▶ [WHAT YOU SHOULD DO]: Bring together copies of the lines in the data below that contain the word "program".

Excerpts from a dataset
------------------------------------------------

#[cfg(test)]
mod tests {
    use super::*;
    use crate::testing::Machine;
    use pretty_assertions::assert_eq;

    fn emit(commands: &[Command]) -> CodeGen {
        let mut gen = CodeGen::new();
        gen.set_unit_name("Test");
        for command in commands {
            gen.emit_command(command, &SourceLocation::dummy()).unwrap();
        }
        gen
    }

    fn markers(gen: &CodeGen) -> Vec<String> {
        gen.instructions()
            .iter()
            .filter_map(|inst| match inst {
                AsmInst::Marker(name) => Some(name.clone()),
                _ => None,
            })
            .collect()
    }

    /// SP = 256 prelude plus the generated code, ready to execute
    fn runnable(gen: &CodeGen) -> Vec<AsmInst> {
        let mut program = vec![
            AsmInst::AddrImm(256),
            AsmInst::Assign(Dest::D, Comp::A),
            AsmInst::AddrReg(Register::Sp),
            AsmInst::Assign(Dest::M, Comp::D),
        ];
        program.extend(gen.instructions().iter().cloned());
        program
    }

    fn push_constant(index: u16) -> Command {
        Command::Push {
            segment: Segment::Constant,
            index,
        }
    }

    #[test]
    fn test_push_constant_sequence() {
        let gen = emit(&[push_constant(7)]);
        assert_eq!(
            gen.instructions(),
            &[
                AsmInst::Comment("PUSH CONSTANT 7".to_string()),
                AsmInst::AddrImm(7),
                AsmInst::Assign(Dest::D, Comp::A),
                AsmInst::AddrReg(Register::Sp),
                AsmInst::Assign(Dest::A, Comp::M),
                AsmInst::Assign(Dest::M, Comp::D),
                AsmInst::AddrReg(Register::Sp),
                AsmInst::Assign(Dest::M, Comp::MPlusOne),
            ]
        );
    }

    #[test]
    fn test_push_local_sequence() {
        let gen = emit(&[Command::Push {
            segment: Segment::Local,
            index: 2,
        }]);
        assert_eq!(
            gen.instructions(),
            &[
                AsmInst::Comment("PUSH LOCAL 2".to_string()),
                AsmInst::AddrImm(2),
                AsmInst::Assign(Dest::D, Comp::A),
                AsmInst::AddrReg(Register::Lcl),
                AsmInst::Assign(Dest::D, Comp::DPlusM),
                AsmInst::AddrSym("addr".to_string()),
                AsmInst::Assign(Dest::M, Comp::D),
                AsmInst::AddrSym("addr".to_string()),
                AsmInst::Assign(Dest::A, Comp::M),
                AsmInst::Assign(Dest::D, Comp::M),
                AsmInst::AddrReg(Register::Sp),
                AsmInst::Assign(Dest::A, Comp::M),
                AsmInst::Assign(Dest::M, Comp::D),
                AsmInst::AddrReg(Register::Sp),
                AsmInst::Assign(Dest::M, Comp::MPlusOne),
            ]
        );
    }

    #[test]
    fn test_pop_argument_sequence() {
        let gen = emit(&[Command::Pop {
            segment: Segment::Argument,
            index: 1,
        }]);
        assert_eq!(
            gen.instructions(),
            &[
                AsmInst::Comment("POP ARGUMENT 1".to_string()),
                AsmInst::AddrImm(1),
                AsmInst::Assign(Dest::D, Comp::A),
                AsmInst::AddrReg(Register::Arg),
                AsmInst::Assign(Dest::D, Comp::DPlusM),
                AsmInst::AddrSym("addr".to_string()),
                AsmInst::Assign(Dest::M, Comp::D),
                AsmInst::AddrReg(Register::Sp),
                AsmInst::Assign(Dest::M, Comp::MMinusOne),
                AsmInst::AddrReg(Register::Sp),
                AsmInst::Assign(Dest::A, Comp::M),
                AsmInst::Assign(Dest::D, Comp::M),
                AsmInst::AddrSym("addr".to_string()),
                AsmInst::Assign(Dest::A, Comp::M),
                AsmInst::Assign(Dest::M, Comp::D),
            ]
        );
    }

    #[test]
    fn test_static_cells_are_named_by_unit() {
        let gen = emit(&[
            Command::Push {
                segment: Segment::Static,
                index: 3,
            },
            Command::Pop {
                segment: Segment::Static,
                index: 0,
            },
        ]);
        let symbols: Vec<&str> = gen
            .instructions()
            .iter()
            .filter_map(|inst| match inst {
                AsmInst::AddrSym(s) => Some(s.as_str()),
                _ => None,
            })
            .collect();
        assert_eq!(symbols, vec!["Test.3", "Test.0"]);
    }

    #[test]
    fn test_pointer_addresses_the_base_registers() {
        let gen = emit(&[
            Command::Push {
                segment: Segment::Pointer,
                index: 0,
            },
            Command::Pop {
                segment: Segment::Pointer,
                index: 1,
            },
        ]);
        assert!(gen
            .instructions()
            .contains(&AsmInst::AddrReg(Register::This)));
        assert!(gen
            .instructions()
            .contains(&AsmInst::AddrReg(Register::That)));
    }

    #[test]
    fn test_pointer_index_out_of_range() {
        let mut gen = CodeGen::new();
        let location = SourceLocation::new("Test", 4);
        let err = gen
            .emit_command(
                &Command::Push {
                    segment: Segment::Pointer,
                    index: 2,
                },
                &location,
            )
            .unwrap_err();
        assert_eq!(
            format!("{}", err),
            "Code generation error at Test:4: pointer index out of range: 2"
        );
    }

    #[test]
    fn test_pop_constant_is_emitted_unchecked() {
        // Undefined behavior by contract; it must still be
        // structurally valid output.
        let gen = emit(&[Command::Pop {
            segment: Segment::Constant,
            index: 7,
        }]);
        let tail = &gen.instructions()[gen.instructions().len() - 2..];
        assert_eq!(
            tail,
            &[
                AsmInst::AddrImm(7),
                AsmInst::Assign(Dest::M, Comp::D),
            ]
        );
    }

    #[test]
    fn test_comparison_label_pairs_are_distinct() {
        let gen = emit(&[
            Command::Arithmetic(AluOp::Eq),
            Command::Arithmetic(AluOp::Eq),
        ]);
        assert_eq!(markers(&gen), vec!["TRUE_0", "FALSE_0", "TRUE_1", "FALSE_1"]);
    }

    #[test]
    fn test_comparison_counter_spans_operators() {
        let gen = emit(&[
            Command::Arithmetic(AluOp::Eq),
            Command::Arithmetic(AluOp::Gt),
            Command::Arithmetic(AluOp::Lt),
        ]);
        assert_eq!(
            markers(&gen),
            vec!["TRUE_0", "FALSE_0", "TRUE_1", "FALSE_1", "TRUE_2", "FALSE_2"]
        );
    }

    #[test]
    fn test_call_return_labels_count_up() {
        let gen = emit(&[
            Command::Call {
                name: "Lib.sum".to_string(),
                args: 2,
            },
            Command::Call {
                name: "Lib.sum".to_string(),
                args: 2,
            },
        ]);
        assert_eq!(markers(&gen), vec!["Lib.sum$return0", "Lib.sum$return1"]);
    }

    #[test]
    fn test_bootstrap_claims_return_index_zero() {
        let mut gen = CodeGen::new();
        gen.emit_bootstrap();
        gen.emit_command(
            &Command::Call {
                name: "Main.main".to_string(),
                args: 0,
            },
            &SourceLocation::dummy(),
        )
        .unwrap();
        assert_eq!(
            markers(&gen),
            vec!["Sys.init$return0", "Main.main$return1"]
        );
    }

    #[test]
    fn test_function_emits_marker_and_zeroed_locals() {
        let gen = emit(&[Command::Function {
            name: "Main.main".to_string(),
            locals: 2,
        }]);
        assert_eq!(gen.instructions()[1], AsmInst::Marker("Main.main".to_string()));
        let zero_pushes = gen
            .instructions()
            .iter()
            .filter(|inst| **inst == AsmInst::Comment("PUSH CONSTANT 0".to_string()))
            .count();
        assert_eq!(zero_pushes, 2);
    }

    #[test]
    fn test_goto_and_if_goto() {
        let gen = emit(&[
            Command::Label("Main.main$LOOP".to_string()),
            Command::Goto("Main.main$LOOP".to_string()),
            Command::IfGoto("Main.main$END".to_string()),
        ]);
        assert_eq!(markers(&gen), vec!["Main.main$LOOP"]);
        assert!(gen.instructions().contains(&AsmInst::Branch(Comp::Zero, Jump::JMP)));
        assert!(gen.instructions().contains(&AsmInst::Branch(Comp::D, Jump::JNE)));
        assert!(gen
            .instructions()
            .contains(&AsmInst::AddrSym("Main.main$END".to_string())));
    }

    // Execution tests: run generated code on the machine simulator
    // and check RAM effects.

    #[test]
    fn test_add_leaves_sum_on_stack() {
        let gen = emit(&[push_constant(7), push_constant(8), Command::Arithmetic(AluOp::Add)]);
        let machine = Machine::run(&runnable(&gen), 1_000);
        assert_eq!(machine.ram[0], 257); // net delta: +1 +1 -1
        assert_eq!(machine.ram[256], 15);
    }

    #[test]
    fn test_sub_and_neg() {
        let gen = emit(&[
            push_constant(10),
            push_constant(3),
            Command::Arithmetic(AluOp::Sub),
            Command::Arithmetic(AluOp::Neg),
        ]);
        let machine = Machine::run(&runnable(&gen), 1_000);
        assert_eq!(machine.ram[0], 257); // neg has net delta 0
        assert_eq!(machine.ram[256], -7);
    }

    #[test]
    fn test_bitwise_ops() {
        let gen = emit(&[
            push_constant(12),
            push_constant(10),
            Command::Arithmetic(AluOp::And),
            push_constant(1),
            Command::Arithmetic(AluOp::Or),
            Command::Arithmetic(AluOp::Not),
        ]);
        let machine = Machine::run(&runnable(&gen), 1_000);
        assert_eq!(machine.ram[0], 257);
        assert_eq!(machine.ram[256], !(12 & 10 | 1));
    }

    #[test]
    fn test_comparisons_push_all_ones_or_all_zeros() {
        for (op, x, y, expected) in [
            (AluOp::Eq, 3, 3, -1),
            (AluOp::Eq, 3, 4, 0),
            (AluOp::Gt, 5, 4, -1),
            (AluOp::Gt, 4, 5, 0),
            (AluOp::Lt, 4, 5, -1),
            (AluOp::Lt, 5, 4, 0),
        ] {
            let gen = emit(&[push_constant(x), push_constant(y), Command::Arithmetic(op)]);
            let machine = Machine::run(&runnable(&gen), 1_000);
            assert_eq!(machine.ram[0], 257);
            assert_eq!(machine.ram[256], expected, "{:?} {} {}", op, x, y);
        }
    }

    #[test]
    fn test_pop_local_writes_through_base_register() {
        // local base = 300, push constant 10, pop local 0
        let gen = emit(&[
            push_constant(10),
            Command::Pop {
                segment: Segment::Local,
                index: 0,
            },
        ]);
        let mut program = vec![
            AsmInst::AddrImm(300),
            AsmInst::Assign(Dest::D, Comp::A),
            AsmInst::AddrReg(Register::Lcl),
            AsmInst::Assign(Dest::M, Comp::D),
        ];
        program.extend(runnable(&gen));
        let machine = Machine::run(&program, 1_000);
        assert_eq!(machine.ram[300], 10);
        assert_eq!(machine.ram[0], 256); // +1 then -1
    }

    #[test]
    fn test_push_and_pop_temp() {
        let gen = emit(&[
            push_constant(42),
            Command::Pop {
                segment: Segment::Temp,
                index: 3,
            },
            Command::Push {
                segment: Segment::Temp,
                index: 3,
            },
        ]);
        let machine = Machine::run(&runnable(&gen), 1_000);
        assert_eq!(machine.ram[8], 42); // temp base 5 + 3
        assert_eq!(machine.ram[256], 42);
        assert_eq!(machine.ram[0], 257);
    }
}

------------------------------------------------

▶ [RESPONSE TO THE TASK]:
        let mut program = vec![
        program.extend(gen.instructions().iter().cloned());
        program
        let mut program = vec![
        program.extend(runnable(&gen));
        let machine = Machine::run(&program, 1_000);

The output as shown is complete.